In the previous blog we introduced the json based structure query language, json-fetch.
Now let's look at how we can translate it to SQL.

Definitions

Let's quickly repeat the definitions from the previous blog.

export interface Fetch {
	entity: FetchEntity;
	page?: number;
	pageSize?: number;
	count?: number;
}
export interface FetchEntity {
	name: string;
	attributes?: FetchAttribute[];
	filter?: FetchFilter;
	links?: FetchLink[];
	orders?: FetchOrder[];
	allattrs?: boolean;
}
export interface FetchAttribute {
	attribute: string;
	entityName?: string;
	alias?: string;
	aggregate?: "count" | "countdistinct" | "min" | "max" | "sum" | "average";
	groupBy?: "column" | "year" | "quarter" | "month" | "week" | "day";
	// quarter, month, week -> will group by year first implicitly.
}
export interface FetchOrder {
	attribute: string;
	alias?: string;
	descending?: boolean;
}
export class FetchFilter {
	type?: 'and' | 'or';
	conditions?: FetchCondition[];
	filters?: FetchFilter[];
}
export interface FetchCondition {
	attribute: string;
	entityName?: string;
	operator: FetchConditionOperator;
	value?: string;
	values?: string[];
	valueLabel?: string;
}
export type FetchConditionOperator =
	"eq" |
	"ne" |
	"gt" |
	"lt" |
	"ge" |
	"le" |
	"on" |
	"null" |
	"not-null" |
	"like" |
	"not-like";

export interface FetchLink extends FetchEntity {
	from: string;
	to: string;
	type?: "inner" | "outer";
	alias: string;
}

And, let's look an example query we can make.

let q = {
	entity: {
		name: "customers",
		attributes: [{ attribute: "name" }],
		filter: {
			conditions: [{ attribute: "name", operator: "like", value: "inu %" }]
		}
	},
	orders: [{ attribute: "name" }],
	links: [{
		name: "contact", from: "primarycontactid", to: "id", type: "outer", alias: "k",
		attributes: [{ attribute: "name" }, { attribute: "emailaddress" }, { attribute: "phonenumber" }],
	}
}

Query Validation

Since we are going to generate SQL it is vital we validate the json fetch.
We could make the validation even tougher, setting limits on each type of object (attributes, filters, links, etc.).
And we could also check whether the tables and columns that the fetch refers to actually exists.
However, we leave this to the SQL engine, for simplicity.

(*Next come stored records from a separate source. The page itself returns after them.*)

//! Feature completion for the server descriptor.

use liberty_core::{CompletionItem, LineIndex, TextEdit, TextSize};
use liberty_resolver::ResolvedFeatures;
use liberty_xml::{ElementId, XmlDocument};

const FEATURE_ELEMENT: &str = "feature";
const FEATURE_MANAGER_ELEMENT: &str = "featureManager";

/// Build feature completions for the `<feature>` element at `offset`.
///
/// Every feature in the resolved set is offered except those already
/// declared as siblings in the enclosing `featureManager` block; each item
/// carries an edit that replaces the element's inner text span with the
/// short name. Returns an empty list when the cursor is not inside a
/// feature element.
pub fn feature_completions(
    doc: &XmlDocument,
    offset: TextSize,
    resolved: &ResolvedFeatures,
) -> Vec<CompletionItem> {
    if !doc.is_server_descriptor() {
        return Vec::new();
    }

    let Some(feature_element) = feature_element_at(doc, offset) else {
        return Vec::new();
    };
    let Some(inner) = doc.inner_span(feature_element) else {
        return Vec::new();
    };

    let declared = declared_sibling_features(doc, feature_element);

    let index = LineIndex::new(doc.text());
    let edit_range = index.range(doc.text(), inner);

    resolved
        .set
        .completion_candidates()
        .filter(|feature| {
            !declared
                .iter()
                .any(|existing| existing.eq_ignore_ascii_case(&feature.short_name))
        })
        .map(|feature| CompletionItem {
            label: feature.short_name.clone(),
            detail: None,
            documentation: Some(feature.short_description.clone()),
            text_edit: Some(TextEdit::new(edit_range, feature.short_name.clone())),
        })
        .collect()
}

/// The `feature` element the cursor sits in, when its parent is a
/// `featureManager` block.
fn feature_element_at(doc: &XmlDocument, offset: TextSize) -> Option<ElementId> {
    let element = doc.element_at(offset)?;
    if doc.tag(element) != FEATURE_ELEMENT {
        return None;
    }
    let parent = doc.parent(element)?;
    (doc.tag(parent) == FEATURE_MANAGER_ELEMENT).then_some(element)
}

/// Feature short names already declared in the enclosing block.
///
/// Elements without text content (still being typed, or holding only
/// comments) are skipped.
fn declared_sibling_features(doc: &XmlDocument, feature_element: ElementId) -> Vec<String> {
    let Some(manager) = doc.parent(feature_element) else {
        return Vec::new();
    };

    doc.children(manager)
        .filter(|child| *child != feature_element)
        .filter(|child| doc.tag(*child) == FEATURE_ELEMENT)
        .map(|child| doc.element_text(child).trim().to_string())
        .filter(|name| !name.is_empty())
        .collect()
}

First, we will introduce a couple of convenience methods.
This provide a quick check for whether a value is an integer, a (short) text string, or is one of supported values.

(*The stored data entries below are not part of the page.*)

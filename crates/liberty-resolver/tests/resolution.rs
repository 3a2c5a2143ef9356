//! End-to-end resolution behavior against a fake registry.

use std::path::Path;
use std::sync::atomic::{AtomicUsize, Ordering};
use std::sync::Arc;
use std::time::Duration;

use liberty_core::{ResolverConfig, RuntimeVersion};
use liberty_features::Provenance;
use liberty_registry::{FeatureRegistry, FetchOutcome, RegistryError};
use liberty_resolver::WorkspaceContext;

enum FakeResponse {
    Published(Vec<u8>),
    NotFound,
    NetworkError,
}

struct FakeRegistry {
    response: std::sync::Mutex<FakeResponse>,
    calls: AtomicUsize,
    delay: Duration,
}

impl FakeRegistry {
    fn new(response: FakeResponse) -> Arc<Self> {
        Arc::new(Self {
            response: std::sync::Mutex::new(response),
            calls: AtomicUsize::new(0),
            delay: Duration::ZERO,
        })
    }

    fn with_delay(response: FakeResponse, delay: Duration) -> Arc<Self> {
        Arc::new(Self {
            response: std::sync::Mutex::new(response),
            calls: AtomicUsize::new(0),
            delay,
        })
    }

    fn set_response(&self, response: FakeResponse) {
        *self.response.lock().unwrap() = response;
    }

    fn calls(&self) -> usize {
        self.calls.load(Ordering::SeqCst)
    }
}

impl FeatureRegistry for FakeRegistry {
    fn fetch(
        &self,
        _version: &RuntimeVersion,
        _timeout: Duration,
    ) -> Result<FetchOutcome, RegistryError> {
        self.calls.fetch_add(1, Ordering::SeqCst);
        if !self.delay.is_zero() {
            std::thread::sleep(self.delay);
        }
        match &*self.response.lock().unwrap() {
            FakeResponse::Published(bytes) => Ok(FetchOutcome::Fetched(bytes.clone())),
            FakeResponse::NotFound => Ok(FetchOutcome::NotFound),
            FakeResponse::NetworkError => Err(RegistryError::Transport {
                url: "http://registry.invalid/features.json".to_string(),
                message: "connection refused".to_string(),
            }),
        }
    }
}

fn published_artifact(short_names: &[&str]) -> Vec<u8> {
    let records: Vec<String> = short_names
        .iter()
        .map(|name| {
            format!(
                r#"{{"name":"io.openliberty.features.{name}","description":"Support for {name}.","shortDescription":"{name}","wlpInformation":{{"shortName":"{name}","visibility":"PUBLIC"}}}}"#
            )
        })
        .collect();
    format!("[{}]", records.join(",")).into_bytes()
}

fn write_installed_runtime(folder: &Path, product_id: &str, product_version: &str) {
    let wlp = folder.join("wlp");
    let features = wlp.join("lib/features");
    let versions = wlp.join("lib/versions");
    std::fs::create_dir_all(&features).unwrap();
    std::fs::create_dir_all(&versions).unwrap();

    std::fs::write(
        versions.join("openliberty.properties"),
        format!(
            "com.ibm.websphere.productId={product_id}\ncom.ibm.websphere.productVersion={product_version}\n"
        ),
    )
    .unwrap();

    for (file, short) in [
        ("com.ibm.websphere.appserver.servlet-3.1.mf", "servlet-3.1"),
        ("com.ibm.websphere.appserver.batch-1.0.mf", "batch-1.0"),
        ("com.ibm.websphere.appserver.jaxrs-2.1.mf", "jaxrs-2.1"),
    ] {
        std::fs::write(
            features.join(file),
            format!(
                "Subsystem-SymbolicName: com.ibm.websphere.appserver.{short}; visibility:=public\n\
IBM-ShortName: {short}\n\
Subsystem-Name: {short}\n\
Subsystem-Description: Support for {short}.\n"
            ),
        )
        .unwrap();
    }
}

fn context(registry: &Arc<FakeRegistry>) -> WorkspaceContext {
    let _ = tracing_subscriber::fmt()
        .with_env_filter(tracing_subscriber::EnvFilter::from_default_env())
        .with_test_writer()
        .try_init();
    WorkspaceContext::with_registry(ResolverConfig::default(), registry.clone())
}

#[test]
fn published_version_resolves_remote_and_writes_no_featurelist() {
    let tmp = tempfile::tempdir().unwrap();
    let registry = FakeRegistry::new(FakeResponse::Published(published_artifact(&[
        "servlet-3.1",
        "batch-1.0",
    ])));
    let ctx = context(&registry);
    ctx.add_folder(tmp.path());

    let resolved = ctx.resolve_folder(tmp.path());
    assert_eq!(resolved.set.provenance(), Provenance::Remote);
    assert!(resolved.persisted);
    assert_eq!(registry.calls(), 1);

    let cache_dir = tmp.path().join(".libertyls");
    assert!(cache_dir.join("features-ol-24.0.0.6.json").is_file());
    // No local generation happened: the generated-artifact name must not
    // exist. This file's absence is part of the observable contract.
    assert!(!cache_dir.join("featurelist-ol-24.0.0.6.xml").exists());
}

#[test]
fn re_resolution_is_a_no_op_with_identical_artifacts() {
    let tmp = tempfile::tempdir().unwrap();
    let registry = FakeRegistry::new(FakeResponse::Published(published_artifact(&["jdbc-4.3"])));
    let ctx = context(&registry);
    ctx.add_folder(tmp.path());

    let first = ctx.resolve_folder(tmp.path());
    let schema_bytes_first = std::fs::read(&first.schema_path).unwrap();

    let second = ctx.resolve_folder(tmp.path());
    assert_eq!(registry.calls(), 1, "second resolution must not refetch");
    assert!(Arc::ptr_eq(&first, &second));

    let schema_bytes_second = std::fs::read(&second.schema_path).unwrap();
    assert_eq!(schema_bytes_first, schema_bytes_second);
}

#[test]
fn unpublished_version_generates_from_the_local_install() {
    let tmp = tempfile::tempdir().unwrap();
    write_installed_runtime(tmp.path(), "com.ibm.websphere.appserver", "18.0.0.1");

    let registry = FakeRegistry::new(FakeResponse::NotFound);
    let ctx = context(&registry);
    ctx.add_folder(tmp.path());

    let resolved = ctx.resolve_folder(tmp.path());
    assert_eq!(resolved.set.provenance(), Provenance::Generated);
    assert_eq!(resolved.set.version().version(), "18.0.0.1");
    assert!(resolved.set.find("servlet-3.1").is_some());

    // The generated artifact is written under its version-qualified name.
    let featurelist = tmp.path().join(".libertyls/featurelist-wlp-18.0.0.1.xml");
    assert!(featurelist.is_file(), "expected generated {featurelist:?}");
    assert!(tmp.path().join(".libertyls/wlp-18.0.0.1.xsd").is_file());
}

#[test]
fn network_error_without_install_degrades_to_bundled_defaults() {
    let tmp = tempfile::tempdir().unwrap();
    let registry = FakeRegistry::new(FakeResponse::NetworkError);
    let ctx = context(&registry);
    ctx.add_folder(tmp.path());

    let resolved = ctx.resolve_folder(tmp.path());
    assert_eq!(resolved.set.provenance(), Provenance::BundledDefault);
    assert!(!resolved.set.is_empty(), "completion must never go empty");
}

#[test]
fn generated_entry_is_not_retried_mid_session_but_reloads_across_sessions() {
    let tmp = tempfile::tempdir().unwrap();
    write_installed_runtime(tmp.path(), "io.openliberty", "18.0.0.1");

    let registry = FakeRegistry::new(FakeResponse::NotFound);
    {
        let ctx = context(&registry);
        ctx.add_folder(tmp.path());
        ctx.resolve_folder(tmp.path());
        ctx.resolve_folder(tmp.path());
        assert_eq!(registry.calls(), 1, "generated entries are not retried mid-session");
    }

    // A later session asks the registry once more (remote is authoritative
    // once reachable) but on NotFound reuses the cached generated artifact
    // rather than re-scanning the installation, which is gone by now.
    std::fs::remove_dir_all(tmp.path().join("wlp/lib/features")).unwrap();
    let ctx = context(&registry);
    ctx.add_folder(tmp.path());
    let resolved = ctx.resolve_folder(tmp.path());
    assert_eq!(resolved.set.provenance(), Provenance::Generated);
    assert_eq!(registry.calls(), 2);
    assert!(resolved.set.find("batch-1.0").is_some());
}

#[test]
fn publication_supersedes_a_stale_generated_entry_in_a_new_session() {
    let tmp = tempfile::tempdir().unwrap();
    write_installed_runtime(tmp.path(), "io.openliberty", "18.0.0.1");

    let registry = FakeRegistry::new(FakeResponse::NotFound);
    {
        let ctx = context(&registry);
        ctx.add_folder(tmp.path());
        let resolved = ctx.resolve_folder(tmp.path());
        assert_eq!(resolved.set.provenance(), Provenance::Generated);
    }

    // The artifact is published between sessions; the next session's first
    // resolution picks it up and the pointer moves to the remote artifact.
    registry.set_response(FakeResponse::Published(published_artifact(&["jaxrs-2.1"])));
    let ctx = context(&registry);
    ctx.add_folder(tmp.path());
    let resolved = ctx.resolve_folder(tmp.path());
    assert_eq!(resolved.set.provenance(), Provenance::Remote);
    assert!(resolved.set.find("jaxrs-2.1").is_some());
    assert!(tmp.path().join(".libertyls/features-ol-18.0.0.1.json").is_file());
}

#[test]
fn concurrent_first_resolutions_fetch_exactly_once() {
    let tmp = tempfile::tempdir().unwrap();
    let registry = FakeRegistry::with_delay(
        FakeResponse::Published(published_artifact(&["servlet-3.1"])),
        Duration::from_millis(100),
    );
    let ctx = Arc::new(context(&registry));
    ctx.add_folder(tmp.path());

    let mut handles = Vec::new();
    for _ in 0..8 {
        let ctx = ctx.clone();
        let folder = tmp.path().to_path_buf();
        handles.push(std::thread::spawn(move || ctx.resolve_folder(&folder)));
    }

    let results: Vec<_> = handles.into_iter().map(|h| h.join().unwrap()).collect();
    assert_eq!(registry.calls(), 1, "burst of edits must coalesce to one fetch");
    for resolved in &results {
        assert_eq!(resolved.set.provenance(), Provenance::Remote);
        assert!(Arc::ptr_eq(resolved, &results[0]));
    }
}

#[test]
fn clear_folder_invalidates_and_forces_re_resolution() {
    let tmp = tempfile::tempdir().unwrap();
    let registry = FakeRegistry::new(FakeResponse::Published(published_artifact(&["cdi-4.0"])));
    let ctx = context(&registry);
    ctx.add_folder(tmp.path());

    ctx.resolve_folder(tmp.path());
    assert_eq!(registry.calls(), 1);

    ctx.clear_folder(tmp.path());
    assert!(!tmp.path().join(".libertyls/features-ol-24.0.0.6.json").exists());

    ctx.resolve_folder(tmp.path());
    assert_eq!(registry.calls(), 2);
}

#[test]
fn persistence_failure_still_returns_a_set_and_retries_later() {
    let tmp = tempfile::tempdir().unwrap();
    // A file squatting on the cache directory name makes every disk write
    // fail while leaving resolution itself intact.
    std::fs::write(tmp.path().join(".libertyls"), b"squatter").unwrap();

    let registry = FakeRegistry::new(FakeResponse::Published(published_artifact(&["jndi-1.0"])));
    let ctx = context(&registry);
    ctx.add_folder(tmp.path());

    let resolved = ctx.resolve_folder(tmp.path());
    assert_eq!(resolved.set.provenance(), Provenance::Remote);
    assert!(!resolved.persisted);
    assert_eq!(registry.calls(), 1);

    // Unblock the cache directory; the next access persists without
    // re-fetching.
    std::fs::remove_file(tmp.path().join(".libertyls")).unwrap();
    let retried = ctx.resolve_folder(tmp.path());
    assert!(retried.persisted);
    assert_eq!(registry.calls(), 1);
    assert!(tmp.path().join(".libertyls/features-ol-24.0.0.6.json").is_file());
}

#[test]
fn document_paths_map_to_their_registered_folder() {
    let tmp = tempfile::tempdir().unwrap();
    let registry = FakeRegistry::new(FakeResponse::Published(published_artifact(&["ssl-1.0"])));
    let ctx = context(&registry);
    ctx.add_folder(tmp.path());

    let document = tmp.path().join("src/main/liberty/config/server.xml");
    assert_eq!(ctx.folder_for_document(&document), tmp.path());

    let resolved = ctx.resolve_document(&document);
    assert_eq!(resolved.set.provenance(), Provenance::Remote);
    assert_eq!(registry.calls(), 1);
}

const isInteger = (x: any) => {
	if (x === undefined || x === null)
		return false;
	if (x === 0)
		return true;
	return Number.isInteger(+x);
}

const isString = (s: string | undefined, maxLength: number = 100, isOptional: boolean = false) => {
	if (s === undefined || s === null)
		return isOptional;
	if (typeof s !== "string")
		return false;
	if (s.length > maxLength)
		return false;
	return true;
}

const checkInList = (s: string|undefined, list: string[], err: string, isOptional: boolean = false) => {
	if (s === undefined || s === null) {
		if (isOptional)
			return true;
		throw new Error(err);
	}
	if (typeof s !== "string" || list.findIndex(x => x === s) < 0) {
		throw new Error(err);
	}
	return true;
}

The isIdent method checks whether a string is an identifier. Identifiers are entity (table), attribute (column) and alias names.
We enforce a rather strict rule of lower case ascii chars, numbers and underscore.
It is better to be paranoid, than allow an SQL-injection attack through.

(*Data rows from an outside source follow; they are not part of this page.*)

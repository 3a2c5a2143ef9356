//! Feature and feature-set data model.

use std::sync::OnceLock;
use std::time::{SystemTime, UNIX_EPOCH};

use liberty_core::RuntimeVersion;
use thiserror::Error;

/// Errors from the artifact parsers in this crate.
#[derive(Debug, Error)]
pub enum FeatureParseError {
    #[error("json error: {0}")]
    Json(#[from] serde_json::Error),

    #[error("xml error: {0}")]
    Xml(#[from] roxmltree::Error),

    #[error("feature list artifact has unexpected root element `{found}`")]
    UnexpectedRoot { found: String },

    #[error("feature list artifact contained no usable features")]
    Empty,
}

/// Visibility class of a feature.
#[derive(Debug, Clone, Copy, PartialEq, Eq)]
pub enum FeatureType {
    /// Installable and referenced by short name in `featureManager`.
    Public,
    /// Internal building block, never completed.
    Private,
    /// Provisioned automatically when its capability condition holds.
    Auto,
}

impl FeatureType {
    pub fn as_str(self) -> &'static str {
        match self {
            FeatureType::Public => "public",
            FeatureType::Private => "private",
            FeatureType::Auto => "auto",
        }
    }

    pub fn from_str(value: &str) -> Option<Self> {
        match value.trim().to_ascii_lowercase().as_str() {
            "public" => Some(FeatureType::Public),
            "private" => Some(FeatureType::Private),
            "auto" => Some(FeatureType::Auto),
            _ => None,
        }
    }
}

/// One installable capability unit of the runtime.
#[derive(Debug, Clone, PartialEq, Eq)]
pub struct Feature {
    /// Symbolic name, e.g. `com.ibm.websphere.appserver.servlet-3.1`.
    pub name: String,
    /// The value users type, e.g. `servlet-3.1`. Identity within a set.
    pub short_name: String,
    pub description: String,
    pub short_description: String,
    pub kind: FeatureType,
    pub license_id: Option<String>,
    pub license_type: Option<String>,
    /// Version of the runtime this feature record belongs to.
    pub version: String,
}

/// Origin of a resolved [`FeatureSet`].
///
/// Governs trust and re-resolution policy: remote and bundled sets are
/// authoritative, generated sets are best-effort.
#[derive(Debug, Clone, Copy, PartialEq, Eq)]
pub enum Provenance {
    Remote,
    Generated,
    BundledDefault,
}

impl Provenance {
    pub fn as_str(self) -> &'static str {
        match self {
            Provenance::Remote => "remote",
            Provenance::Generated => "generated",
            Provenance::BundledDefault => "bundled-default",
        }
    }

    pub fn from_str(value: &str) -> Option<Self> {
        match value {
            "remote" => Some(Provenance::Remote),
            "generated" => Some(Provenance::Generated),
            "bundled-default" => Some(Provenance::BundledDefault),
            _ => None,
        }
    }

    /// Trusted sets are never re-fetched within a session.
    pub fn is_authoritative(self) -> bool {
        matches!(self, Provenance::Remote | Provenance::BundledDefault)
    }
}

/// The resolved, ordered collection of features for one runtime version.
///
/// Features are held in case-folded lexicographic short-name order and short
/// names are unique within the set.
#[derive(Debug, Clone, PartialEq, Eq)]
pub struct FeatureSet {
    version: RuntimeVersion,
    provenance: Provenance,
    generated_at_millis: u64,
    features: Vec<Feature>,
}

impl FeatureSet {
    pub fn new(version: RuntimeVersion, provenance: Provenance, features: Vec<Feature>) -> Self {
        let mut features = features;
        features.sort_by(|a, b| {
            let folded = a
                .short_name
                .to_ascii_lowercase()
                .cmp(&b.short_name.to_ascii_lowercase());
            folded.then_with(|| a.short_name.cmp(&b.short_name))
        });
        features.dedup_by(|a, b| a.short_name.eq_ignore_ascii_case(&b.short_name));

        Self {
            version,
            provenance,
            generated_at_millis: now_millis(),
            features,
        }
    }

    pub fn version(&self) -> &RuntimeVersion {
        &self.version
    }

    pub fn provenance(&self) -> Provenance {
        self.provenance
    }

    pub fn generated_at_millis(&self) -> u64 {
        self.generated_at_millis
    }

    pub fn features(&self) -> &[Feature] {
        &self.features
    }

    pub fn is_empty(&self) -> bool {
        self.features.is_empty()
    }

    pub fn len(&self) -> usize {
        self.features.len()
    }

    /// Features offered as completion candidates.
    pub fn completion_candidates(&self) -> impl Iterator<Item = &Feature> {
        self.features
            .iter()
            .filter(|f| f.kind == FeatureType::Public)
    }

    /// Case-insensitive lookup by short name.
    pub fn find(&self, short_name: &str) -> Option<&Feature> {
        self.features
            .iter()
            .find(|f| f.short_name.eq_ignore_ascii_case(short_name))
    }
}

pub(crate) fn now_millis() -> u64 {
    match SystemTime::now().duration_since(UNIX_EPOCH) {
        Ok(d) => d.as_millis() as u64,
        Err(err) => {
            // System clock before the epoch; log at most once.
            static REPORTED: OnceLock<()> = OnceLock::new();
            if REPORTED.set(()).is_ok() {
                tracing::debug!(
                    target = "liberty.features",
                    error = %err,
                    "system time is before unix epoch; using 0 for now_millis"
                );
            }
            0
        }
    }
}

const identRegex = new RegExp("^[a-z][a-z0-9_]*$");
const isIdent = (identifier: string) => {
	if (!isString(identifier)) {
		return false;
	}
	return identRegex.test(identifier);
}
const checkIdent = (x: string, msg: string) => {
	if (!isIdent(x))
		throw new Error("Fetch Error: " + msg + " is invalid");
}	

Now the validation main method, will check all the json fetch properties and throw Error if there is something wrong.

The checkEntity function checks

1. name - whether it is a valid isIdent
2. filter - calls the checkFilter method
3. attributes - checks the attribute name to we a valid isIdent
4. orders - checks the attribute name to we a valid isIdent
5. links - checks the link properties to be isIdent and calls checkEntity recursively.

The checkFilter function checks whether the recursive filtes are valid.

1. attribute - checks the attribute name to we a valid isIdent
2. condition - must be in the list of valid conditions.
3. we do not check the value - it will be passed as parameter to the SQL engine, which will do a much stricter check.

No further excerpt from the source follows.